//! Value objects for the order domain.

use rand::Rng;
use serde::{Deserialize, Serialize};

/// Symbols an order reference is drawn from.
pub const REF_ALPHABET: &[u8; 36] = b"0123456789ABCDEFGHIJKLMNOPQRSTUVWXYZ";

/// Length of an order reference.
pub const REF_LEN: usize = 8;

const REF_SPLIT_AT: usize = 4;

/// Short human-facing order code.
///
/// References are random and not guaranteed to be unique; they are never used
/// as a key.
#[derive(Debug, Clone, PartialEq, Eq, Hash, Serialize, Deserialize, Default)]
#[serde(transparent)]
pub struct OrderRef(String);

impl OrderRef {
    /// Draws a fresh reference from the 36-symbol alphabet.
    pub fn generate() -> Self {
        let mut rng = rand::rng();
        let code = (0..REF_LEN)
            .map(|_| REF_ALPHABET[rng.random_range(0..REF_ALPHABET.len())] as char)
            .collect();
        Self(code)
    }

    /// Wraps an existing reference.
    pub fn new(code: impl Into<String>) -> Self {
        Self(code.into())
    }

    /// Returns the reference as a string slice.
    pub fn as_str(&self) -> &str {
        &self.0
    }

    /// Returns the reference split for display, e.g. `AB12-CD34`.
    pub fn view(&self) -> String {
        match (self.0.get(..REF_SPLIT_AT), self.0.get(REF_SPLIT_AT..)) {
            (Some(head), Some(tail)) if !tail.is_empty() => format!("{head}-{tail}"),
            _ => self.0.clone(),
        }
    }
}

impl std::fmt::Display for OrderRef {
    fn fmt(&self, f: &mut std::fmt::Formatter<'_>) -> std::fmt::Result {
        write!(f, "{}", self.0)
    }
}

/// Money amount represented in cents to avoid floating point drift.
#[derive(Debug, Clone, Copy, PartialEq, Eq, PartialOrd, Ord, Hash, Serialize, Deserialize)]
pub struct Money {
    /// Amount in cents (e.g., 1000 = 10.00)
    cents: i64,
}

impl Money {
    /// Creates a new Money amount from cents.
    pub const fn from_cents(cents: i64) -> Self {
        Self { cents }
    }

    /// Creates a new Money amount from whole currency units.
    pub const fn from_units(units: i64) -> Self {
        Self { cents: units * 100 }
    }

    /// Creates a Money amount from a decimal value in currency units, rounded
    /// to the nearest cent.
    ///
    /// Returns `None` if the amount is not finite or does not fit in cents.
    pub fn from_major(amount: f64) -> Option<Self> {
        cents_from_f64(amount * 100.0).map(Self::from_cents)
    }

    /// Returns zero money.
    pub fn zero() -> Self {
        Self { cents: 0 }
    }

    /// Returns the amount in cents.
    pub fn cents(&self) -> i64 {
        self.cents
    }

    /// Returns the whole-unit portion.
    pub fn units(&self) -> i64 {
        self.cents / 100
    }

    /// Returns the cents portion (remainder after units).
    pub fn cents_part(&self) -> i64 {
        self.cents.abs() % 100
    }

    /// Returns true if the amount is positive.
    pub fn is_positive(&self) -> bool {
        self.cents > 0
    }

    /// Returns true if the amount is negative.
    pub fn is_negative(&self) -> bool {
        self.cents < 0
    }

    /// Multiplies by a quantity, returning `None` on overflow.
    pub fn checked_mul(&self, quantity: u32) -> Option<Money> {
        self.cents.checked_mul(i64::from(quantity)).map(Money::from_cents)
    }

    /// Adds two amounts, returning `None` on overflow.
    pub fn checked_add(&self, rhs: Money) -> Option<Money> {
        self.cents.checked_add(rhs.cents).map(Money::from_cents)
    }

    /// Subtracts `rhs`, returning `None` on overflow.
    pub fn checked_sub(&self, rhs: Money) -> Option<Money> {
        self.cents.checked_sub(rhs.cents).map(Money::from_cents)
    }

    /// Returns `rate` percent of this amount, rounded half away from zero to
    /// the nearest cent.
    ///
    /// Returns `None` if the result is not finite or does not fit in cents.
    pub fn percentage(&self, rate: f64) -> Option<Money> {
        cents_from_f64(self.cents as f64 * rate / 100.0).map(Money::from_cents)
    }
}

// i64::MAX as f64 rounds up to 2^63, so the upper bound is exclusive.
fn cents_from_f64(value: f64) -> Option<i64> {
    let rounded = value.round();
    if rounded.is_finite() && rounded >= i64::MIN as f64 && rounded < i64::MAX as f64 {
        Some(rounded as i64)
    } else {
        None
    }
}

impl Default for Money {
    fn default() -> Self {
        Self::zero()
    }
}

impl std::fmt::Display for Money {
    fn fmt(&self, f: &mut std::fmt::Formatter<'_>) -> std::fmt::Result {
        if self.cents < 0 {
            write!(f, "-{}.{:02}", self.units().abs(), self.cents_part())
        } else {
            write!(f, "{}.{:02}", self.units(), self.cents_part())
        }
    }
}

impl std::ops::Add for Money {
    type Output = Money;

    fn add(self, rhs: Self) -> Self::Output {
        Money {
            cents: self.cents + rhs.cents,
        }
    }
}

impl std::ops::Sub for Money {
    type Output = Money;

    fn sub(self, rhs: Self) -> Self::Output {
        Money {
            cents: self.cents - rhs.cents,
        }
    }
}

impl std::ops::AddAssign for Money {
    fn add_assign(&mut self, rhs: Self) {
        self.cents += rhs.cents;
    }
}

impl std::ops::SubAssign for Money {
    fn sub_assign(&mut self, rhs: Self) {
        self.cents -= rhs.cents;
    }
}

impl std::iter::Sum for Money {
    fn sum<I: Iterator<Item = Money>>(iter: I) -> Self {
        iter.fold(Money::zero(), |acc, m| acc + m)
    }
}

#[cfg(test)]
mod tests {
    use super::*;

    #[test]
    fn test_money_from_cents() {
        let money = Money::from_cents(1234);
        assert_eq!(money.cents(), 1234);
        assert_eq!(money.units(), 12);
        assert_eq!(money.cents_part(), 34);
    }

    #[test]
    fn test_money_from_major_rounds_to_cent() {
        assert_eq!(Money::from_major(45.99), Some(Money::from_cents(4599)));
        assert_eq!(Money::from_major(0.005), Some(Money::from_cents(1)));
        assert_eq!(Money::from_major(-12.5), Some(Money::from_cents(-1250)));
    }

    #[test]
    fn test_money_from_major_rejects_unrepresentable() {
        assert_eq!(Money::from_major(1e20), None);
        assert_eq!(Money::from_major(f64::NAN), None);
        assert_eq!(Money::from_major(f64::INFINITY), None);
    }

    #[test]
    fn test_money_display() {
        assert_eq!(Money::from_cents(1234).to_string(), "12.34");
        assert_eq!(Money::from_cents(5).to_string(), "0.05");
        assert_eq!(Money::from_cents(-1234).to_string(), "-12.34");
    }

    #[test]
    fn test_money_percentage() {
        assert_eq!(Money::from_units(300).percentage(10.0), Some(Money::from_units(30)));
        assert_eq!(Money::from_units(255).percentage(20.0), Some(Money::from_units(51)));
        // 0.125 rounds away from zero
        assert_eq!(Money::from_cents(25).percentage(50.0), Some(Money::from_cents(13)));
        assert_eq!(Money::from_cents(-25).percentage(50.0), Some(Money::from_cents(-13)));
        assert_eq!(Money::from_cents(i64::MAX).percentage(200.0), None);
    }

    #[test]
    fn test_money_arithmetic_and_sum() {
        let a = Money::from_cents(1000);
        let b = Money::from_cents(500);

        assert_eq!((a + b).cents(), 1500);
        assert_eq!((a - b).cents(), 500);
        assert_eq!(a.checked_mul(3), Some(Money::from_cents(3000)));
        assert_eq!(a.checked_add(b), Some(Money::from_cents(1500)));

        let total: Money = [a, b, b].into_iter().sum();
        assert_eq!(total.cents(), 2000);
    }

    #[test]
    fn test_checked_arithmetic_detects_overflow() {
        let half = Money::from_cents(i64::MAX / 2 + 1);
        assert_eq!(half.checked_mul(2), None);
        assert_eq!(half.checked_add(half), None);
        assert_eq!(
            Money::from_cents(i64::MAX / 2).checked_mul(2),
            Some(Money::from_cents(i64::MAX - 1))
        );
    }

    #[test]
    fn test_generated_ref_shape() {
        let reference = OrderRef::generate();
        assert_eq!(reference.as_str().len(), REF_LEN);
        assert!(
            reference
                .as_str()
                .bytes()
                .all(|b| REF_ALPHABET.contains(&b))
        );
    }

    #[test]
    fn test_ref_view() {
        assert_eq!(OrderRef::new("AB12CD34").view(), "AB12-CD34");
        assert_eq!(OrderRef::new("").view(), "");
        assert_eq!(OrderRef::new("ABC").view(), "ABC");
    }
}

WORK ORDER |
Return only the number of lines in the data above that include the word "code".

EXERCISE SOLUTION |
5